E dali deu-se início à epopéia dos sapatos da Une (não se escreve assim, mas não consigo decorar como é), que só tinha trazido um par e não podia ficar rodando com os pés nadando em água de chuva. Achamos um par de botas de couro falso bem legais, e depois que a chuva deu uma calmada voltamos pro hotel pra dar mais uma descansada. Fomos jantar no porto, num restaurante de frutos do mar, que obviamente foi uma decepção total. Não adianta, cara, depois que você aprende a comer muito bem pagando relativamente pouco na Itália, quando viaja pro exterior é melhor encarar um Mc. Porcaria por porcaria, pelo menos custa pouco e você não tem grandes expectativas, o que significa nada de desilusões. Muito putos da vida por ter gasto demais e comido malzinho, voltamos pro hotel e capotamos.

Roma, aquela

Acordamos às duas da manhã pra levar Moreno e Marta pro aeroporto. Vão a New York. Daniele foi com a gente porque a Une estava em Roma visitando o irmão, assim aproveitaríamos pra dar uma carona de volta pra ela.
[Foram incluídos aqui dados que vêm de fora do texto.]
//! Carga y gestión de configuración de la aplicación (API del catastro + reintentos).

use std::env;
use std::str::FromStr;
use std::time::Duration;

use anyhow::{anyhow, Result};

use crate::reintentos::BackoffPolicy;

/// Configuración completa de la aplicación.
#[derive(Clone, Debug)]
pub struct AppConfig {
    pub catastro_api_url: String,
    pub catastro_api_token: Option<String>,
    pub catastro_timeout_secs: u64,
    pub server_addr: String,

    pub retry_base_ms: u64,
    pub retry_cap_ms: u64,
    pub retry_jitter_ms: u64,
    pub retry_max_attempts: u32,

    pub shared_cache_ttl_ms: u64,
    /// Tope de sesiones abiertas a la vez.
    pub max_sesiones: usize,
}

impl AppConfig {
    /// Carga la configuración desde variables de entorno (usando .env si existe).
    pub fn from_env() -> Result<Self> {
        Self::from_lookup(|clave| env::var(clave).ok())
    }

    /// Igual que [`AppConfig::from_env`], pero leyendo de una función arbitraria.
    pub fn from_lookup(lookup: impl Fn(&str) -> Option<String>) -> Result<Self> {
        let catastro_api_url =
            lookup("CATASTRO_API_URL").ok_or_else(|| anyhow!("Falta CATASTRO_API_URL en el entorno"))?;
        let catastro_api_token = lookup("CATASTRO_API_TOKEN").filter(|t| !t.trim().is_empty());

        let server_addr = lookup("SERVER_ADDR").unwrap_or_else(|| "127.0.0.1:3322".to_string());

        Ok(Self {
            catastro_api_url,
            catastro_api_token,
            catastro_timeout_secs: numero(&lookup, "CATASTRO_TIMEOUT_SECS", 30)?,
            server_addr,
            retry_base_ms: numero(&lookup, "RETRY_BASE_MS", 1000)?,
            retry_cap_ms: numero(&lookup, "RETRY_CAP_MS", 10_000)?,
            retry_jitter_ms: numero(&lookup, "RETRY_JITTER_MS", 1000)?,
            retry_max_attempts: numero(&lookup, "RETRY_MAX_ATTEMPTS", 3)?,
            shared_cache_ttl_ms: numero(&lookup, "SHARED_CACHE_TTL_MS", 2000)?,
            max_sesiones: numero(&lookup, "MAX_SESIONES", 256)?,
        })
    }

    pub fn backoff(&self) -> BackoffPolicy {
        BackoffPolicy {
            base: Duration::from_millis(self.retry_base_ms),
            cap: Duration::from_millis(self.retry_cap_ms),
            jitter_max: Duration::from_millis(self.retry_jitter_ms),
            max_attempts: self.retry_max_attempts.max(1),
        }
    }

    pub fn shared_cache_ttl(&self) -> Duration {
        Duration::from_millis(self.shared_cache_ttl_ms)
    }
}

fn numero<T: FromStr>(lookup: &impl Fn(&str) -> Option<String>, clave: &str, defecto: T) -> Result<T> {
    match lookup(clave) {
        Some(valor) => valor
            .trim()
            .parse()
            .map_err(|_| anyhow!("Valor inválido para {clave}: '{valor}'")),
        None => Ok(defecto),
    }
}

#[cfg(test)]
mod tests {
    use super::*;
    use std::collections::HashMap;

    fn desde(pares: &[(&str, &str)]) -> Result<AppConfig> {
        let mapa: HashMap<String, String> = pares
            .iter()
            .map(|(k, v)| (k.to_string(), v.to_string()))
            .collect();
        AppConfig::from_lookup(|clave| mapa.get(clave).cloned())
    }

    #[test]
    fn defaults_match_backoff_policy() {
        let cfg = desde(&[("CATASTRO_API_URL", "https://catastro.example")]).unwrap();
        assert_eq!(cfg.backoff(), BackoffPolicy::default());
        assert_eq!(cfg.shared_cache_ttl(), Duration::from_millis(2000));
        assert_eq!(cfg.server_addr, "127.0.0.1:3322");
        assert_eq!(cfg.max_sesiones, 256);
        assert!(cfg.catastro_api_token.is_none());
    }

    #[test]
    fn missing_url_is_an_error() {
        let err = desde(&[]).unwrap_err();
        assert!(err.to_string().contains("CATASTRO_API_URL"));
    }

    #[test]
    fn invalid_number_is_reported() {
        let err = desde(&[
            ("CATASTRO_API_URL", "https://catastro.example"),
            ("RETRY_MAX_ATTEMPTS", "tres"),
        ])
        .unwrap_err();
        assert!(err.to_string().contains("RETRY_MAX_ATTEMPTS"));
    }

    #[test]
    fn overrides_are_applied() {
        let cfg = desde(&[
            ("CATASTRO_API_URL", "https://catastro.example"),
            ("CATASTRO_API_TOKEN", "secreto"),
            ("RETRY_BASE_MS", "250"),
            ("RETRY_MAX_ATTEMPTS", "5"),
        ])
        .unwrap();
        assert_eq!(cfg.catastro_api_token.as_deref(), Some("secreto"));
        assert_eq!(cfg.backoff().base, Duration::from_millis(250));
        assert_eq!(cfg.backoff().max_attempts, 5);
    }
}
E ainda por cima Daniele queria ir ao mercado de rua, o Porta Portese, pra catar antigüidades pra loja.

Chegamos em Roma às quatro da manhã, e miraculosamente conseguimos achar o Porta Portese sem grandes problemas. Paramos o carro em frente a um bar, tomamos café e fomos investigar o mercado. Já estava um movimento danado, o pessoal montando as barracas, gritando, sacaneando os outros, cantando, fumando, tomando café; já tinha mulherada se estapeando pra comprar roupa de tecido sintético a um euro; mas sobretudo estava um frio DO CACETE. De vez em quando Daniele parava em frente a uma barraca pra tentar ver no escuro um quadro horrível de palhaço, um pedaço de candelabro, um vaso cafona, um abajur hediondo anos 70, uma revista velha e desbeiçada. Replay do fim de semana passado, putz. Rodamos, rodamos, rodamos, e eu acabei comprando dois pares de luvas, porque estava MUITO precisada, e um chaveiro do Eric Cartman por um euro. Daniele negociou e comprou o abajur hediondo anos 70, um cinzeiro idem, e mais algo que não lembro o que era. Paramos pra re-tomar café e tocamos pras Scuderie del Quirinale pra ver a exposição sobre os soldados chineses de terracotta.
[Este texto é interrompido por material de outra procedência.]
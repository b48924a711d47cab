//! Cliente de la API externa de catastro y zonificación.
//!
//! El núcleo sólo depende del trait [`CatastroApi`]; [`HttpCatastroClient`]
//! es la implementación real sobre HTTP/JSON.

use std::time::Duration;

use async_trait::async_trait;
use reqwest::{header, StatusCode};
use serde::{de::DeserializeOwned, Deserialize, Serialize};
use tracing::{debug, info};
use url::Url;

use crate::config::AppConfig;
use crate::error::{Error, Result};
use crate::models::{ParcelReport, PrecioAdicional, RespuestaCalculo, TipoInforme};

/// Opciones de la consulta de una dirección.
#[derive(Debug, Clone, Copy, Default, PartialEq, Eq, Serialize, Deserialize)]
pub struct OpcionesConsulta {
    /// Informe completo en lugar del básico.
    #[serde(default)]
    pub completo: bool,
    /// La consulta forma parte de un informe compuesto.
    #[serde(default)]
    pub compuesto: bool,
    /// No descontar créditos por esta consulta.
    #[serde(default)]
    pub omitir_creditos: bool,
}

impl OpcionesConsulta {
    pub fn tipo(&self) -> TipoInforme {
        match (self.compuesto, self.completo) {
            (true, _) => TipoInforme::Compuesto,
            (false, true) => TipoInforme::Completo,
            (false, false) => TipoInforme::Basico,
        }
    }
}

/// Resultado de resolver una dirección.
#[derive(Debug, Clone, PartialEq)]
pub enum ResolucionDireccion {
    Informe(Box<ParcelReport>),
    /// Otra petición para la misma dirección ya se está procesando en el servidor.
    EnProceso,
}

/// Respuesta del endpoint de guardado.
#[derive(Debug, Clone, PartialEq, Eq, Serialize, Deserialize)]
pub struct RespuestaGuardado {
    pub success: bool,
    #[serde(default)]
    pub id: Option<String>,
    #[serde(default)]
    pub message: Option<String>,
}

/// Operaciones del colaborador externo que consume el núcleo.
#[async_trait]
pub trait CatastroApi: Send + Sync {
    async fn resolver_direccion(
        &self,
        direccion: &str,
        opciones: OpcionesConsulta,
    ) -> Result<ResolucionDireccion>;

    /// Identificador de un informe ya existente para la dirección y el tipo.
    async fn informe_existente(&self, direccion: &str, tipo: TipoInforme) -> Result<Option<String>>;

    async fn calcular(&self, informe: &ParcelReport) -> Result<RespuestaCalculo>;

    async fn guardar(
        &self,
        informe: &ParcelReport,
        tipo: TipoInforme,
        huella: &str,
    ) -> Result<RespuestaGuardado>;

    async fn informe_compartido(&self, token: &str) -> Result<ParcelReport>;

    async fn historial(&self) -> Result<Vec<String>>;

    async fn agregar_historial(&self, direccion: &str) -> Result<()>;

    /// Lista de servicios adicionales y sus precios.
    async fn precios_adicionales(&self) -> Result<Vec<PrecioAdicional>>;
}

#[derive(Serialize)]
struct ConsultaPayload<'a> {
    direccion: &'a str,
    #[serde(flatten)]
    opciones: OpcionesConsulta,
}

#[derive(Serialize)]
struct GuardarPayload<'a> {
    informe: &'a ParcelReport,
    tipo: TipoInforme,
}

#[derive(Deserialize)]
struct ExistentePayload {
    id: Option<String>,
}

#[derive(Deserialize)]
struct HistorialPayload {
    #[serde(default)]
    direcciones: Vec<String>,
}

#[derive(Deserialize)]
struct PreciosPayload {
    #[serde(default)]
    precios: Vec<PrecioAdicional>,
}

/// Cliente HTTP de la API del catastro.
#[derive(Debug, Clone)]
pub struct HttpCatastroClient {
    http: reqwest::Client,
    base: Url,
}

impl HttpCatastroClient {
    pub fn from_config(cfg: &AppConfig) -> anyhow::Result<Self> {
        let mut base = Url::parse(&cfg.catastro_api_url)?;
        if !base.path().ends_with('/') {
            let path = format!("{}/", base.path());
            base.set_path(&path);
        }

        let mut headers = header::HeaderMap::new();
        if let Some(token) = &cfg.catastro_api_token {
            let mut valor = header::HeaderValue::from_str(&format!("Bearer {token}"))?;
            valor.set_sensitive(true);
            headers.insert(header::AUTHORIZATION, valor);
        }

        let http = reqwest::Client::builder()
            .default_headers(headers)
            .timeout(Duration::from_secs(cfg.catastro_timeout_secs))
            .build()?;

        info!("Cliente del catastro apuntando a {base}");
        Ok(Self { http, base })
    }

    fn url(&self, ruta: &str) -> Result<Url> {
        self.base
            .join(ruta)
            .map_err(|e| Error::Decode(format!("ruta inválida '{ruta}': {e}")))
    }

    /// El token viaja como un único segmento codificado.
    fn url_compartido(&self, token: &str) -> Result<Url> {
        let mut url = self.url("reportes/compartidos/")?;
        url.path_segments_mut()
            .map_err(|_| Error::Decode(format!("la URL base {} no admite rutas", self.base)))?
            .pop_if_empty()
            .push(token);
        Ok(url)
    }

    async fn leer<T: DeserializeOwned>(respuesta: reqwest::Response) -> Result<T> {
        let status = respuesta.status();
        if !status.is_success() {
            let message = respuesta.text().await.unwrap_or_default();
            return Err(Error::Api {
                status: status.as_u16(),
                message,
            });
        }
        respuesta
            .json::<T>()
            .await
            .map_err(|e| Error::Decode(e.to_string()))
    }
}

#[async_trait]
impl CatastroApi for HttpCatastroClient {
    async fn resolver_direccion(
        &self,
        direccion: &str,
        opciones: OpcionesConsulta,
    ) -> Result<ResolucionDireccion> {
        debug!(direccion, ?opciones, "resolviendo dirección");
        let respuesta = self
            .http
            .post(self.url("reportes/consultar")?)
            .json(&ConsultaPayload { direccion, opciones })
            .send()
            .await?;

        if respuesta.status() == StatusCode::CONFLICT {
            return Ok(ResolucionDireccion::EnProceso);
        }
        let informe: ParcelReport = Self::leer(respuesta).await?;
        Ok(ResolucionDireccion::Informe(Box::new(informe)))
    }

    async fn informe_existente(&self, direccion: &str, tipo: TipoInforme) -> Result<Option<String>> {
        let respuesta = self
            .http
            .get(self.url("reportes/existente")?)
            .query(&[("direccion", direccion), ("tipo", tipo.as_str())])
            .send()
            .await?;

        if respuesta.status() == StatusCode::NOT_FOUND {
            return Ok(None);
        }
        let existente: ExistentePayload = Self::leer(respuesta).await?;
        Ok(existente.id)
    }

    async fn calcular(&self, informe: &ParcelReport) -> Result<RespuestaCalculo> {
        let respuesta = self
            .http
            .post(self.url("reportes/calcular")?)
            .json(informe)
            .send()
            .await?;
        Self::leer(respuesta).await
    }

    async fn guardar(
        &self,
        informe: &ParcelReport,
        tipo: TipoInforme,
        huella: &str,
    ) -> Result<RespuestaGuardado> {
        let respuesta = self
            .http
            .post(self.url("reportes/guardar")?)
            .header("Idempotency-Key", huella)
            .json(&GuardarPayload { informe, tipo })
            .send()
            .await?;
        Self::leer(respuesta).await
    }

    async fn informe_compartido(&self, token: &str) -> Result<ParcelReport> {
        let respuesta = self
            .http
            .get(self.url_compartido(token)?)
            .send()
            .await?;
        Self::leer(respuesta).await
    }

    async fn historial(&self) -> Result<Vec<String>> {
        let respuesta = self.http.get(self.url("historial")?).send().await?;
        let historial: HistorialPayload = Self::leer(respuesta).await?;
        Ok(historial.direcciones)
    }

    async fn agregar_historial(&self, direccion: &str) -> Result<()> {
        let respuesta = self
            .http
            .post(self.url("historial")?)
            .json(&serde_json::json!({ "direccion": direccion }))
            .send()
            .await?;
        let status = respuesta.status();
        if !status.is_success() {
            return Err(Error::Api {
                status: status.as_u16(),
                message: respuesta.text().await.unwrap_or_default(),
            });
        }
        Ok(())
    }

    async fn precios_adicionales(&self) -> Result<Vec<PrecioAdicional>> {
        let respuesta = self.http.get(self.url("precios/adicionales")?).send().await?;
        let precios: PreciosPayload = Self::leer(respuesta).await?;
        Ok(precios.precios)
    }
}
Pára tudo!!! A mostra está ó-te-ma, e quem tiver a oportunidade de dar um pulo em Roma, a cidade que é tudo na vida, aproveite a deixa e vá lá ver. Tem uma certa fila, a mostra é relativamente pequena e cara (10 paus), mas vale a pena. Termina no final de janeiro. Corram!

porto recanati

A região de Marche, a leste aqui do interior do Zaire, é mais interior do Zaire ainda do que aqui. Marche, Molise, Campobasso são regiões onde não acontece nada NUN-CA. Até porque o mar daqueles lados não é tão bonito quanto o da canela da Bota. Mas Daniele queria ir a uma feira de antiguidades e carros de época perto de Macerata, e lá fomos nós.
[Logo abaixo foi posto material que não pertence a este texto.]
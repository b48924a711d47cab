//! Modelos de dominio: informe de parcela, cálculo derivado e informe consolidado.
//!
//! Todos los campos que la API puede omitir son `Option`. La regla
//! "ausente equivale a cero" vive en [`defaults`] y en ningún otro sitio.

use serde::{Deserialize, Serialize};

use crate::numero::NumeroLocal;

/// Tabla central de valores por defecto para campos ausentes.
pub mod defaults {
    use crate::numero::NumeroLocal;

    pub const NUMERO_AUSENTE: f64 = 0.0;

    pub fn numero(valor: Option<f64>) -> f64 {
        valor.unwrap_or(NUMERO_AUSENTE)
    }

    pub fn numero_local(valor: Option<&NumeroLocal>) -> f64 {
        valor.and_then(NumeroLocal::as_f64).unwrap_or(NUMERO_AUSENTE)
    }
}

/// Tipo de informe solicitado.
#[derive(Debug, Clone, Copy, PartialEq, Eq, Hash, Default, Serialize, Deserialize)]
#[serde(rename_all = "snake_case")]
pub enum TipoInforme {
    #[default]
    Basico,
    Completo,
    Compuesto,
}

impl TipoInforme {
    pub fn as_str(&self) -> &'static str {
        match self {
            TipoInforme::Basico => "basico",
            TipoInforme::Completo => "completo",
            TipoInforme::Compuesto => "compuesto",
        }
    }
}

/// Dirección normalizada por el servicio de geocodificación.
#[derive(Debug, Clone, PartialEq, Serialize, Deserialize)]
pub struct Direccion {
    pub calle: String,
    pub altura: Option<u32>,
    #[serde(default)]
    pub direccion_normalizada: String,
}

impl Direccion {
    /// Forma canónica usada para comparar y para las huellas de guardado.
    pub fn clave(&self) -> String {
        let base = if self.direccion_normalizada.trim().is_empty() {
            match self.altura {
                Some(altura) => format!("{} {}", self.calle, altura),
                None => self.calle.clone(),
            }
        } else {
            self.direccion_normalizada.clone()
        };
        base.split_whitespace()
            .collect::<Vec<_>>()
            .join(" ")
            .to_uppercase()
    }
}

#[derive(Debug, Clone, Default, PartialEq, Serialize, Deserialize)]
pub struct DatosCatastrales {
    pub superficie: Option<NumeroLocal>,
    pub frente: Option<NumeroLocal>,
    pub fondo: Option<NumeroLocal>,
}

/// Componentes de plusvalía.
#[derive(Debug, Clone, Default, PartialEq, Serialize, Deserialize)]
pub struct Plusvalia {
    pub plusvalia_em: Option<f64>,
    pub plusvalia_pl: Option<f64>,
    pub plusvalia_sl: Option<f64>,
}

#[derive(Debug, Clone, Default, PartialEq, Serialize, Deserialize)]
pub struct Edificabilidad {
    pub sup_edificable_planta: Option<f64>,
    pub sup_max_edificable: Option<f64>,
    pub altura_max: Option<f64>,
    #[serde(default)]
    pub plusvalia: Plusvalia,
}

/// Elemento GeoJSON de la geometría de la parcela.
#[derive(Debug, Clone, PartialEq, Serialize, Deserialize)]
pub struct Feature {
    #[serde(rename = "type", default = "Feature::tipo_por_defecto")]
    pub tipo: String,
    pub geometry: serde_json::Value,
    #[serde(default)]
    pub properties: serde_json::Map<String, serde_json::Value>,
}

impl Feature {
    fn tipo_por_defecto() -> String {
        "Feature".to_string()
    }
}

#[derive(Debug, Clone, Default, PartialEq, Serialize, Deserialize)]
pub struct Geometria {
    #[serde(default)]
    pub features: Vec<Feature>,
}

#[derive(Debug, Clone, Copy, PartialEq, Serialize, Deserialize)]
pub struct Coordenadas {
    pub lat: f64,
    pub lng: f64,
}

/// Resultado del endpoint de cálculo derivado.
#[derive(Debug, Clone, Default, PartialEq, Serialize, Deserialize)]
pub struct Calculo {
    pub capacidad_constructiva: Option<NumeroLocal>,
    pub superficie_vendible: Option<NumeroLocal>,
    pub volumen_edificable: Option<NumeroLocal>,
    pub cantidad_pisos: Option<NumeroLocal>,
    pub incidencia_uva: Option<NumeroLocal>,
    pub plusvalia_total: Option<NumeroLocal>,
}

impl Calculo {
    /// Campos numéricos que demuestran que el cálculo ya se resolvió.
    pub fn campos_conocidos(&self) -> [Option<&NumeroLocal>; 6] {
        [
            self.capacidad_constructiva.as_ref(),
            self.superficie_vendible.as_ref(),
            self.volumen_edificable.as_ref(),
            self.cantidad_pisos.as_ref(),
            self.incidencia_uva.as_ref(),
            self.plusvalia_total.as_ref(),
        ]
    }

    pub fn is_empty(&self) -> bool {
        self.campos_conocidos().iter().all(Option::is_none)
    }

    pub fn tiene_valor(&self) -> bool {
        self.campos_conocidos()
            .iter()
            .flatten()
            .any(|campo| !campo.es_cero())
    }
}

/// Informe de una parcela resuelto por la API del catastro.
#[derive(Debug, Clone, Default, PartialEq, Serialize, Deserialize)]
pub struct ParcelReport {
    /// Identificador asignado por la API al guardar.
    #[serde(default)]
    pub id: Option<String>,
    pub smp: String,
    #[serde(default)]
    pub direcciones: Vec<Direccion>,
    #[serde(default)]
    pub datos_catastrales: DatosCatastrales,
    #[serde(default)]
    pub edificabilidad: Edificabilidad,
    /// Linderos declarados (vecinos laterales).
    #[serde(default)]
    pub linderos: Vec<String>,
    #[serde(default)]
    pub previous: Option<String>,
    #[serde(default)]
    pub next: Option<String>,
    #[serde(default)]
    pub geometria: Geometria,
    #[serde(default)]
    pub coordenadas: Option<Coordenadas>,
    #[serde(default)]
    pub calculo: Option<Calculo>,
    #[serde(default)]
    pub tipo: TipoInforme,
}

impl ParcelReport {
    pub fn direccion_principal(&self) -> Option<&Direccion> {
        self.direcciones.first()
    }

    /// Verdadero si la parcela declara algún vecino, lateral o secuencial.
    pub fn declara_vecinos(&self) -> bool {
        !self.linderos.is_empty() || self.previous.is_some() || self.next.is_some()
    }
}

/// Informe resultante de fusionar 1 a 3 parcelas contiguas.
#[derive(Debug, Clone, PartialEq, Serialize, Deserialize)]
pub struct ConsolidatedReport {
    #[serde(flatten)]
    pub informe: ParcelReport,
    /// SMP de cada parcela componente, en el orden de la selección.
    pub componentes: Vec<String>,
}

/// Servicio adicional con su precio, tal como lo publica la API.
#[derive(Debug, Clone, PartialEq, Serialize, Deserialize)]
pub struct PrecioAdicional {
    pub id: String,
    pub nombre: String,
    pub precio: NumeroLocal,
}

/// Respuesta parcial del endpoint de cálculo, aplicada sobre el informe original.
#[derive(Debug, Clone, Default, PartialEq, Serialize, Deserialize)]
pub struct RespuestaCalculo {
    #[serde(default)]
    pub calculo: Option<Calculo>,
    pub sup_max_edificable: Option<NumeroLocal>,
    pub sup_edificable_planta: Option<NumeroLocal>,
    pub plusvalia_total: Option<NumeroLocal>,
}

impl RespuestaCalculo {
    /// Campos críticos de primer nivel.
    pub fn campos_criticos(&self) -> [Option<&NumeroLocal>; 3] {
        [
            self.sup_max_edificable.as_ref(),
            self.sup_edificable_planta.as_ref(),
            self.plusvalia_total.as_ref(),
        ]
    }

    /// Vuelca la respuesta sobre una copia del informe.
    pub fn aplicar(&self, informe: &ParcelReport) -> ParcelReport {
        let mut resultado = informe.clone();
        if let Some(calculo) = &self.calculo {
            resultado.calculo = Some(calculo.clone());
        }
        if let Some(valor) = self.sup_max_edificable.as_ref().and_then(NumeroLocal::as_f64) {
            resultado.edificabilidad.sup_max_edificable = Some(valor);
        }
        if let Some(valor) = self
            .sup_edificable_planta
            .as_ref()
            .and_then(NumeroLocal::as_f64)
        {
            resultado.edificabilidad.sup_edificable_planta = Some(valor);
        }
        if let Some(total) = &self.plusvalia_total {
            let calculo = resultado.calculo.get_or_insert_with(Calculo::default);
            if calculo.plusvalia_total.is_none() {
                calculo.plusvalia_total = Some(total.clone());
            }
        }
        resultado
    }
}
Eu nunca fui a um evento tão chato em toda a minha vida. Acho que até um congresso internacional de matemática teria sido mais interessante. Toda aquela velharia, aqueles poloneses com hálito de pinga vendendo telescópios e instrumentos odontológicos, velhos vendendo peças de máquinas que já são velhas há muitos anos, gente vendendo um pé só de sapato, um sinal de trânsito enferrujado, instrumentos que não tocam, revistas amareladas, bicicletas cobertas de ferrugem, pedaços de lustres de cristal… Cacetes estrelados, que porre! E o Daniele, que tem uma loja de móveis novos e usados, achando tudo bárbaro. Acabou levando pra casa uma minimotocicleta sem selim e dois helicópteros de plástico chineses, que ele viu numa feirinha em Perugia pelo dobro do preço. Saímos dali quase arrancando os cabelos de desespero e tocamos pra Porto Recanati, cidade litorânea mais perto de onde estávamos, já na província de Ancona, pra comer peixe. Mas o diabo da cidade não chegava nunca, nós morrendo de fome, duas da tarde, e nada. Uma idiota passeando com um cachorro idiota na rua nos deu a informação idiota de que a cidade estava a dois quilômetros de onde paramos pra pedir informações a ela, mas Porto Recanati foi aparecer só QUINZE quilômetros depois. Pior que uma idiota, só idiota que não sabe contar. Mas achamos um restaurantinho legal, comemos nosso peixinho (muito), pagamos (relativamente pouco) e fomos passear pela cidadezinha.

É engraçado como a arquitetura muda completamente em coisa de alguns quilômetros. Basta botar umas montanhas separando e parece que você está em outro planeta! O centro da cidade é todo novo, e as casinhas e prédios são totalmente diferentes daqui do interior do Laos. Como não estava frio, tinha muita gente na rua; imagino que fosse praticamente toda a população da cidade, já que cidade litorânea por aqui só existe no verão. Passeamos pelo “calçadão”, brincamos com vários cachorros, tirei algumas fotos apesar da quase neblina, e encaramos a estrada de volta. Só pra não perder a prática paramos em duas lojas de móveis no caminho, hohoho. E ainda passamos na Arianna, Mirco pra jantar e eu pra dar oi pro Leguinho, que pra variar estava dormindo com a gata. Safado.

Fotos do domingo aqui.

r.é.t.n.v.

Então acordamos cedão e fomos pra Roma de carro. A fila já estava gigantesca quando chegamos, às oito, pouco depois do museu abrir. O problema é que os Musei Vaticani normalmente não abrem aos domingos, o que é ridículo, mas no último domingo do mês abrem de grátis. Então imaginem a fila, entupida de muquiranas como nós. Eu e Chiara ficamos na fila enquanto os meninos foram estacionar no viale Giulio Cesare, onde eu e Valeria pegávamos o ônibus pro albergue da juventude. Em duas horas e meia de fila aconteceu de tudo: um grupo de estudantes fedorentos do leste europeu furou a fila na nossa frente, dois indianos discutiram atrás de nós, veio a polícia pra empurrar o pessoal de volta pra calçada, porque já tinha neguinho fazendo fila no meio da rua, e, cerejinha no chantilly, esse japonês solitário fez uma longa sessão de limpeza dos ouvidos. Com um palito.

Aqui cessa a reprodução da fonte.